§ **What the exercise asks**
Each line of the records needs to come back exactly as written.

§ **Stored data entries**
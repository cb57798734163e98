//! Components and the handles that bind them to an overlay.
//!
//! A `ComponentPortal` knows how to build a component; attaching it to an
//! `OverlayRef` yields a `ComponentRef` shared between the overlay (which
//! renders it) and the service (which drives its state).

use std::cell::RefCell;
use std::fmt;
use std::rc::Rc;
use std::time::Instant;

use crate::models::{ToastPackage, ToastState};
use crate::toast::Toast;

/// A renderable toast unit.
///
/// Time only enters through `tick`; state changes requested between ticks
/// (activation, pointer leave) arm their timers on the next tick.
pub trait ToastComponent: fmt::Debug {
    fn bind(&mut self, package: ToastPackage);
    fn package(&self) -> Option<&ToastPackage>;
    fn state(&self) -> ToastState;
    fn activate_toast(&mut self);
    /// Visual removal. Does not touch service bookkeeping.
    fn remove(&mut self);

    fn tick(&mut self, _now: Instant) {}

    fn tap(&mut self) {}

    fn stick_around(&mut self) {}

    fn delayed_hide_toast(&mut self) {}

    /// Remaining display time in percent, when a progress bar is shown.
    fn progress(&self, _now: Instant) -> Option<f32> {
        None
    }
}

/// Constructor for the component a toast is rendered with.
#[derive(Clone, Copy)]
pub struct ComponentFactory(fn() -> Box<dyn ToastComponent>);

impl ComponentFactory {
    pub const fn new(create: fn() -> Box<dyn ToastComponent>) -> Self {
        Self(create)
    }

    pub fn create(&self) -> Box<dyn ToastComponent> {
        (self.0)()
    }
}

impl Default for ComponentFactory {
    fn default() -> Self {
        Self::new(Toast::boxed)
    }
}

impl fmt::Debug for ComponentFactory {
    fn fmt(&self, f: &mut fmt::Formatter<'_>) -> fmt::Result {
        f.write_str("ComponentFactory")
    }
}

#[derive(Debug, Clone, Copy, Default)]
pub struct ComponentPortal {
    factory: ComponentFactory,
}

impl ComponentPortal {
    pub fn new(factory: ComponentFactory) -> Self {
        Self { factory }
    }

    pub fn create(&self) -> ComponentRef {
        ComponentRef::new(self.factory.create())
    }
}

/// Shared handle to an attached component.
#[derive(Debug, Clone)]
pub struct ComponentRef(Rc<RefCell<Box<dyn ToastComponent>>>);

impl ComponentRef {
    pub fn new(component: Box<dyn ToastComponent>) -> Self {
        Self(Rc::new(RefCell::new(component)))
    }

    pub fn bind(&self, package: ToastPackage) {
        self.0.borrow_mut().bind(package);
    }

    pub fn package(&self) -> Option<ToastPackage> {
        self.0.borrow().package().cloned()
    }

    pub fn state(&self) -> ToastState {
        self.0.borrow().state()
    }

    pub fn activate_toast(&self) {
        self.0.borrow_mut().activate_toast();
    }

    pub fn remove(&self) {
        self.0.borrow_mut().remove();
    }

    pub fn tick(&self, now: Instant) {
        self.0.borrow_mut().tick(now);
    }

    pub fn tap(&self) {
        self.0.borrow_mut().tap();
    }

    pub fn stick_around(&self) {
        self.0.borrow_mut().stick_around();
    }

    pub fn delayed_hide_toast(&self) {
        self.0.borrow_mut().delayed_hide_toast();
    }

    pub fn progress(&self, now: Instant) -> Option<f32> {
        self.0.borrow().progress(now)
    }

    pub fn ptr_eq(&self, other: &ComponentRef) -> bool {
        Rc::ptr_eq(&self.0, &other.0)
    }
}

§ **Task response**
repository cb57798734163e98
//! Components and the handles that bind them to an overlay.
//!
//! A `ComponentPortal` knows how to build a component; attaching it to an
//! `OverlayRef` yields a `ComponentRef` shared between the overlay (which
//! renders it) and the service (which drives its state).

use std::cell::RefCell;
use std::fmt;
use std::rc::Rc;
use std::time::Instant;

use crate::models::{ToastPackage, ToastState};
use crate::toast::Toast;

/// A renderable toast unit.
///
/// Time only enters through `tick`; state changes requested between ticks
/// (activation, pointer leave) arm their timers on the next tick.
pub trait ToastComponent: fmt::Debug {
    fn bind(&mut self, package: ToastPackage);
    fn package(&self) -> Option<&ToastPackage>;
    fn state(&self) -> ToastState;
    fn activate_toast(&mut self);
    /// Visual removal. Does not touch service bookkeeping.
    fn remove(&mut self);

    fn tick(&mut self, _now: Instant) {}

    fn tap(&mut self) {}

    fn stick_around(&mut self) {}

    fn delayed_hide_toast(&mut self) {}

    /// Remaining display time in percent, when a progress bar is shown.
    fn progress(&self, _now: Instant) -> Option<f32> {
        None
    }
}

/// Constructor for the component a toast is rendered with.
#[derive(Clone, Copy)]
pub struct ComponentFactory(fn() -> Box<dyn ToastComponent>);

impl ComponentFactory {
    pub const fn new(create: fn() -> Box<dyn ToastComponent>) -> Self {
        Self(create)
    }

    pub fn create(&self) -> Box<dyn ToastComponent> {
        (self.0)()
    }
}

impl Default for ComponentFactory {
    fn default() -> Self {
        Self::new(Toast::boxed)
    }
}

impl fmt::Debug for ComponentFactory {
    fn fmt(&self, f: &mut fmt::Formatter<'_>) -> fmt::Result {
        f.write_str("ComponentFactory")
    }
}

#[derive(Debug, Clone, Copy, Default)]
pub struct ComponentPortal {
    factory: ComponentFactory,
}

impl ComponentPortal {
    pub fn new(factory: ComponentFactory) -> Self {
        Self { factory }
    }

    pub fn create(&self) -> ComponentRef {
        ComponentRef::new(self.factory.create())
    }
}

/// Shared handle to an attached component.
#[derive(Debug, Clone)]
pub struct ComponentRef(Rc<RefCell<Box<dyn ToastComponent>>>);

impl ComponentRef {
    pub fn new(component: Box<dyn ToastComponent>) -> Self {
        Self(Rc::new(RefCell::new(component)))
    }

    pub fn bind(&self, package: ToastPackage) {
        self.0.borrow_mut().bind(package);
    }

    pub fn package(&self) -> Option<ToastPackage> {
        self.0.borrow().package().cloned()
    }

    pub fn state(&self) -> ToastState {
        self.0.borrow().state()
    }

    pub fn activate_toast(&self) {
        self.0.borrow_mut().activate_toast();
    }

    pub fn remove(&self) {
        self.0.borrow_mut().remove();
    }

    pub fn tick(&self, now: Instant) {
        self.0.borrow_mut().tick(now);
    }

    pub fn tap(&self) {
        self.0.borrow_mut().tap();
    }

    pub fn stick_around(&self) {
        self.0.borrow_mut().stick_around();
    }

    pub fn delayed_hide_toast(&self) {
        self.0.borrow_mut().delayed_hide_toast();
    }

    pub fn progress(&self, now: Instant) -> Option<f32> {
        self.0.borrow().progress(now)
    }

    pub fn ptr_eq(&self, other: &ComponentRef) -> bool {
        Rc::ptr_eq(&self.0, &other.0)
    }
}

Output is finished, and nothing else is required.